Contiguous or widely separated lobes radiate outward, but may be randomly oriented. The lobes are roughly 1.5–4.5 mm long, and 0.5–0.6 mm wide. Lobes are sometimes short and like squamules. They may be concave, convex, or undulate, with their edges folded along sinuses, but never sinuous to plicate. Like the areolas, the edges of the lobes may be flat like planes, or raised, thickening towards the tips. The ends of the lobes may be simple or incised to crenate. The extreme tips of the lobes are in segments that are 0.3–1 mm wide. The outer edges of the lobes are darker, sometimes being blue-green to black. The center is 0.5–2 mm (or more) thick.

The prothallus is either absent or vestigial, with areoles sometimes being contiguous and sometimes scattered. The 0.5–1 mm wide areolas may be irregular to round, with edges that are sometimes raised (squamulous), and thickened where they raise. Coastal forms are more pale yellowish green than gray.

It usually does not have a coating of fine dustlike particles (pruinose), but sometimes may, especially at the margins, especially where the sinuses are folded. There are no particles are little granules of algae wrapped in fungi, for propagation (soredia) to the point of being densely covered in chalky white material (albopulverulenta), but soredia may be entirely lacking (esorediate).

The apothecia may be few to very crowded at the thallus center. There may be none to many that are borne at or near the margin of the areoles. The apothecia disc is rimmed with tissue that is yellowish, similar to that of the thallus. The center of the apothecia is orange to red-brown, sometimes greenish gray to black near the margins.

===Cross section===
The upper cortex is of the cone cortex type, with no dead algal cells, and is 50–75 μm (or more) thick with yellowish granules interspersed. These granules are soluble in potassium (K). The fungal filaments (hyphae) of the upper cortex are either randomly oriented to become anticlinal, and are 3–5 μm in diameter. Lumina are 2 μm wide. The medulla is loosely solid and cottony.
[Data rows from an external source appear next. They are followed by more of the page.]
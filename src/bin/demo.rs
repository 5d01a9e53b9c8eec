// src/bin/demo.rs

use anyhow::Result;
use cmdtree::{
    CommandDecl, CommandTree, Compiler, Context, DispatchError, Dispatcher, GroupDecl, InstanceChain, Outcome,
    ParsedArgs, Registry, Renderer, Settings, Signature, TextRenderer, Value, ValueType,
    constants::{EXIT_COMPILE, EXIT_OK},
};
use colored::*;
use std::path::PathBuf;

const APP_NAME: &str = "demo";

fn version_text() -> String {
    format!("{} demo v{}", env!("CARGO_PKG_NAME"), env!("CARGO_PKG_VERSION"))
}

// --- Group instances ---

/// Top-level options, shared with every command below the root.
struct MainGroup {
    env: String,
    profile: String,
    frontend_dir: PathBuf,
    docker_dir: PathBuf,
}

struct GroupOne {
    main: Option<String>,
    other: String,
}

struct ConfigGroup {
    config_dir: PathBuf,
}

struct ResourceGroup {
    resource_type: String,
}

// --- Declarations ---

fn declare_parameters(registry: &mut Registry) -> Result<()> {
    registry
        .declare("MainGroup::new", "--env(default='development', help='Environment to use (e.g., development, production).')")?
        .declare("MainGroup::new", "--profile(default='default', help='Configuration profile to use.')")?
        .declare("MainGroup::new", "--frontend-dir(type=path, default='./frontend', help='Frontend directory.')")?
        .declare("MainGroup::new", "--docker-dir(type=path, default='./docker', help='Docker directory.')")?
        .declare(
            "MainGroup::new",
            "--docker-compose-file(type=path, default='./docker/docker-compose.yml', help='Docker compose file.')",
        )?
        .declare("MainGroup::new", "--version(flag, eager, help='Show the version and exit.')")?;

    registry
        .declare("GroupOne::new", "--main(help='Value passed to every GroupOne command.')")?
        .declare("GroupOne::new", "--other(help='Future option to be used')")?
        .declare("GroupOne::greet", "name")?
        .declare("GroupOne::farewell", "name")?;

    registry
        .declare("ConfigGroup::set", "key(help='Setting name.')")?
        .declare("ConfigGroup::set", "value(help='Setting value.')")?;

    registry
        .declare(
            "ResourceGroup::new",
            "--resource-type(default='server', choices='server|database|bucket', help='Type of resource to manage.')",
        )?
        .declare("ResourceGroup::create", "name")?
        .declare(
            "ResourceGroup::create",
            "--size(default='small', choices='small|medium|large', help='Size of the resource.')",
        )?
        .declare("ResourceGroup::create", "--region(default='us-east', help='Region to deploy in.')")?;

    Ok(())
}

fn group_one() -> GroupDecl {
    GroupDecl::new("GroupOne")
        .help("GroupOne subcommand")
        .constructor(
            Signature::new().param("main").param_default("other", "Not needed yet."),
            |args: &ParsedArgs, _: &Context<'_>| {
                Ok(GroupOne {
                    main: args.opt_string("main"),
                    other: args.string("other")?,
                })
            },
        )
        .command(
            CommandDecl::new(
                "GroupOne::greet",
                |chain: &InstanceChain, args: &ParsedArgs, ctx: &Context<'_>| {
                    let group = chain.get::<GroupOne>()?;
                    Ok::<_, anyhow::Error>(format!(
                        "Greeting {} in environment {} with {} ({}).",
                        args.string("name")?,
                        ctx.get_or("env", "unknown"),
                        group.main.as_deref().unwrap_or("None"),
                        group.other
                    ))
                },
            )
            .help("Greets someone."),
        )
        .alias("hello", "greet")
        .command(
            CommandDecl::new(
                "GroupOne::farewell",
                |_: &InstanceChain, args: &ParsedArgs, ctx: &Context<'_>| {
                    Ok::<_, anyhow::Error>(format!(
                        "Goodbye {} from GroupOne. Environment: {}",
                        args.string("name")?,
                        ctx.get_or("env", "unknown")
                    ))
                },
            )
            .signature(Signature::new().param_default("name", "Unknown"))
            .help("Example subcommand: says goodbye."),
        )
}

fn group_two() -> GroupDecl {
    GroupDecl::new("GroupTwo")
        .help("GroupTwo subcommand")
        .command(CommandDecl::new("GroupTwo::ping", |_, _, _| Ok("Pong from GroupTwo.")))
        .command(CommandDecl::new("GroupTwo::version", |_, _, _| Ok("Version 1.0.0")))
}

fn config_group() -> GroupDecl {
    GroupDecl::new("ConfigGroup")
        .name("config")
        .help("Manage configuration settings.")
        .constructor(
            Signature::new().typed("config_dir", Some(ValueType::Path), Some("./config")),
            |args: &ParsedArgs, _: &Context<'_>| {
                Ok(ConfigGroup {
                    config_dir: args.path("config_dir")?,
                })
            },
        )
        .command(
            CommandDecl::new(
                "ConfigGroup::show",
                |chain: &InstanceChain, _: &ParsedArgs, _: &Context<'_>| {
                    let main = chain.get::<MainGroup>()?;
                    let config = chain.get::<ConfigGroup>()?;
                    Ok::<_, anyhow::Error>(vec![
                        format!("Active Profile: {}", main.profile),
                        format!("Config Directory: {}", config.config_dir.display()),
                    ])
                },
            )
            .help("Show the active configuration."),
        )
        .command(
            CommandDecl::new(
                "ConfigGroup::set",
                |chain: &InstanceChain, args: &ParsedArgs, _: &Context<'_>| {
                    let main = chain.get::<MainGroup>()?;
                    Ok::<_, anyhow::Error>(format!(
                        "Setting {}={} in profile '{}'",
                        args.string("key")?,
                        args.string("value")?,
                        main.profile
                    ))
                },
            )
            .help("Set a configuration value."),
        )
        .alias("update", "set")
}

fn resource_group() -> GroupDecl {
    GroupDecl::new("ResourceGroup")
        .name("resource")
        .help("Manage resources.")
        .constructor(Signature::default(), |args: &ParsedArgs, _: &Context<'_>| {
            Ok(ResourceGroup {
                resource_type: args.string("resource_type")?,
            })
        })
        .command(
            CommandDecl::new(
                "ResourceGroup::list",
                |chain: &InstanceChain, _: &ParsedArgs, _: &Context<'_>| {
                    let main = chain.get::<MainGroup>()?;
                    let resource = chain.get::<ResourceGroup>()?;
                    Ok::<_, anyhow::Error>(format!(
                        "Listing all {}s (Profile: {})",
                        resource.resource_type, main.profile
                    ))
                },
            )
            .help("List resources of the selected type."),
        )
        .command(
            CommandDecl::new(
                "ResourceGroup::create",
                |chain: &InstanceChain, args: &ParsedArgs, _: &Context<'_>| {
                    let resource = chain.get::<ResourceGroup>()?;
                    Ok::<_, anyhow::Error>(vec![
                        format!("Creating {} '{}'", resource.resource_type, args.string("name")?),
                        format!("Size: {}", args.string("size")?),
                        format!("Region: {}", args.string("region")?),
                    ])
                },
            )
            .help("Create a new resource."),
        )
}

fn main_group() -> GroupDecl {
    GroupDecl::new("MainGroup")
        .name("cli")
        .help("Main CLI group with top-level commands and subgroups.")
        .constructor(Signature::default(), |args: &ParsedArgs, ctx: &Context<'_>| {
            // Every top-level option is also published to the shared context.
            for (key, value) in args.iter() {
                ctx.set(key, value.clone())?;
            }
            Ok(MainGroup {
                env: args.string("env")?,
                profile: args.string("profile")?,
                frontend_dir: args.path("frontend_dir")?,
                docker_dir: args.path("docker_dir")?,
            })
        })
        .group("group1", group_one())
        .group("group2", group_two())
        .group("config", config_group())
        .group("resource", resource_group())
        .command(
            CommandDecl::new(
                "MainGroup::status",
                |chain: &InstanceChain, _: &ParsedArgs, _: &Context<'_>| {
                    let main = chain.get::<MainGroup>()?;
                    log::debug!(
                        "Status requested (frontend: {}, docker: {})",
                        main.frontend_dir.display(),
                        main.docker_dir.display()
                    );
                    Ok::<_, anyhow::Error>(vec![
                        "Status: Running".to_string(),
                        format!("Environment: {}", main.env),
                        format!("Profile: {}", main.profile),
                    ])
                },
            )
            .help("Display the current status."),
        )
        .command(
            CommandDecl::new("MainGroup::version", |_, _, _| Ok(Value::from(version_text())))
                .help("Show the demo version."),
        )
}

fn build_tree(settings: &Settings) -> Result<CommandTree> {
    let mut registry = Registry::new();
    declare_parameters(&mut registry)?;
    let tree = Compiler::with_settings(&registry, settings).compile(main_group())?;
    Ok(tree)
}

// --- Entry point ---

fn main() {
    env_logger::init();
    std::process::exit(run());
}

fn run() -> i32 {
    let settings = match Settings::discover(APP_NAME) {
        Ok(settings) => settings,
        Err(e) => {
            eprintln!("\n{}: {}", "Error".red().bold(), e);
            return EXIT_COMPILE;
        }
    };

    let tree = match build_tree(&settings) {
        Ok(tree) => tree,
        Err(e) => {
            eprintln!("\n{}: {}", "Error".red().bold(), e);
            return EXIT_COMPILE;
        }
    };

    let renderer = TextRenderer::new()
        .prog_name(APP_NAME)
        .styled(true)
        .show_defaults(settings.show_defaults);
    let dispatcher = Dispatcher::new(&tree).settings(settings).with_renderer(renderer);

    let argv: Vec<String> = std::env::args().skip(1).collect();
    log::debug!("Demo invoked with {:?}", argv);

    match dispatcher.dispatch(&argv) {
        Ok(Outcome::Eager { option, .. }) if option == "--version" => {
            println!("{}", version_text());
            EXIT_OK
        }
        Ok(outcome) => outcome.exit_code(),
        Err(e) => {
            report(&dispatcher, &tree, &e);
            e.exit_code()
        }
    }
}

/// Usage errors print the help of the node that rejected the input first.
fn report<R: Renderer>(dispatcher: &Dispatcher<'_, R>, tree: &CommandTree, error: &DispatchError) {
    if error.is_usage_error()
        && let Some(path) = error.path()
    {
        let segments: Vec<&str> = path.split_whitespace().skip(1).collect();
        if let Some((node, ancestors)) = tree.find(&segments) {
            eprintln!("{}\n", dispatcher.renderer().render_help(node, &ancestors));
        }
    }
    eprintln!("{}: {}", "Error".red().bold(), error);
}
The algal layer is thickened and divided into a lower surface that is white or pale to deep-yellow or brown. There may be a slight but indistinct and poorly developed lower cortex at the tips of the lobes.

==Etymology==
The Latin specific epithet muralis is derived from the Latin word meaning 'growing on the wall'

==Species interactions==
Lecanora muralis is a known host to the lichenicolous fungus Muellerella pygmaea var. pygmaea.

==Spot tests and secondary metabolites==
Lichen spot tests on the thallus in Sonoran Desert populations are usually K−, C−, KC−, and P−. Spot tests of the cortex are usually KC+ yellow to gold. Spot tests of the medulla are usually KC−.
Secondary metabolites include usnic acid in the cortex, sometimes with isousnic acid. The medulla has zeorin, and usually leucotylin and other triterpenes and fatty acids.